The records below need copying. Match each line exactly.

━━━━

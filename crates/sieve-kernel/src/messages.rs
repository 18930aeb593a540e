//! Message types for acton-reactive actor communication.
//!
//! [`SieveMessage`] flows downstream while a run is active. A shard that
//! overflows asks the driver for a successor with [`SpawnShard`] and learns
//! its handle from [`SuccessorReady`]. [`CollectShard`] walks the chain after
//! the run has gone quiet.

use acton_reactive::prelude::ActorHandle;
use tokio::sync::mpsc;

/// Traffic flowing down the shard chain.
///
/// Handled by a single `mutate_on` handler per actor and dispatched with
/// `match`, so adding a kind forces every handler to deal with it.
#[derive(Debug, Clone, Copy, PartialEq, Eq)]
pub enum SieveMessage {
    /// An odd integer that survived every upstream shard
    Candidate(u64),
    /// No more candidates will follow
    Terminate,
}

/// Request from an overflowing shard for the driver to spawn its successor.
///
/// Travels over the driver's channel, not an actor mailbox: the driver owns
/// the runtime every shard lives in.
#[derive(Debug, Clone)]
pub struct SpawnShard {
    /// Position the new shard takes in the chain
    pub position: usize,
    /// First prime of the new shard
    pub seed: u64,
    /// Shard to tell once the successor is running
    pub predecessor: ActorHandle,
}

/// The successor a shard asked for is running.
#[derive(Debug, Clone)]
pub struct SuccessorReady {
    /// Handle of the new shard
    pub handle: ActorHandle,
}

/// Ask a shard actor to report its contents.
///
/// Only meaningful once the run's join scope has reported quiescence.
#[derive(Debug, Clone)]
pub struct CollectShard {
    /// Where the actor sends its [`ShardReport`]
    pub reply: mpsc::Sender<ShardReport>,
}

/// Snapshot of one actor's shard, sent in response to [`CollectShard`].
#[derive(Debug, Clone)]
pub struct ShardReport {
    /// Zero-based position of the actor in the chain
    pub position: usize,
    /// Primes held by this actor, in the order they were recorded
    pub primes: Vec<u64>,
    /// Successor, if this actor's shard overflowed and it has been linked
    pub next: Option<ActorHandle>,
    /// A successor was requested but never linked
    pub awaiting_successor: bool,
    /// Whether the termination sentinel reached this actor
    pub terminated: bool,
}

impl ShardReport {
    /// Number of primes in the shard.
    pub fn shard_count(&self) -> usize {
        self.primes.len()
    }
}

━━━━

[RESULT OF THE TASK]:
filename crates/sieve-kernel/src/messages.rs
repository 18930aeb593a540e
//! Message types for acton-reactive actor communication.
//!
//! [`SieveMessage`] flows downstream while a run is active. A shard that
//! overflows asks the driver for a successor with [`SpawnShard`] and learns
//! its handle from [`SuccessorReady`]. [`CollectShard`] walks the chain after
//! the run has gone quiet.

use acton_reactive::prelude::ActorHandle;
use tokio::sync::mpsc;

/// Traffic flowing down the shard chain.
///
/// Handled by a single `mutate_on` handler per actor and dispatched with
/// `match`, so adding a kind forces every handler to deal with it.
#[derive(Debug, Clone, Copy, PartialEq, Eq)]
pub enum SieveMessage {
    /// An odd integer that survived every upstream shard
    Candidate(u64),
    /// No more candidates will follow
    Terminate,
}

/// Request from an overflowing shard for the driver to spawn its successor.
///
/// Travels over the driver's channel, not an actor mailbox: the driver owns
/// the runtime every shard lives in.
#[derive(Debug, Clone)]
pub struct SpawnShard {
    /// Position the new shard takes in the chain
    pub position: usize,
    /// First prime of the new shard
    pub seed: u64,
    /// Shard to tell once the successor is running
    pub predecessor: ActorHandle,
}

/// The successor a shard asked for is running.
#[derive(Debug, Clone)]
pub struct SuccessorReady {
    /// Handle of the new shard
    pub handle: ActorHandle,
}

/// Ask a shard actor to report its contents.
///
/// Only meaningful once the run's join scope has reported quiescence.
#[derive(Debug, Clone)]
pub struct CollectShard {
    /// Where the actor sends its [`ShardReport`]
    pub reply: mpsc::Sender<ShardReport>,
}

/// Snapshot of one actor's shard, sent in response to [`CollectShard`].
#[derive(Debug, Clone)]
pub struct ShardReport {
    /// Zero-based position of the actor in the chain
    pub position: usize,
    /// Primes held by this actor, in the order they were recorded
    pub primes: Vec<u64>,
    /// Successor, if this actor's shard overflowed and it has been linked
    pub next: Option<ActorHandle>,
    /// A successor was requested but never linked
    pub awaiting_successor: bool,
    /// Whether the termination sentinel reached this actor
    pub terminated: bool,
}

impl ShardReport {
    /// Number of primes in the shard.
    pub fn shard_count(&self) -> usize {
        self.primes.len()
    }
}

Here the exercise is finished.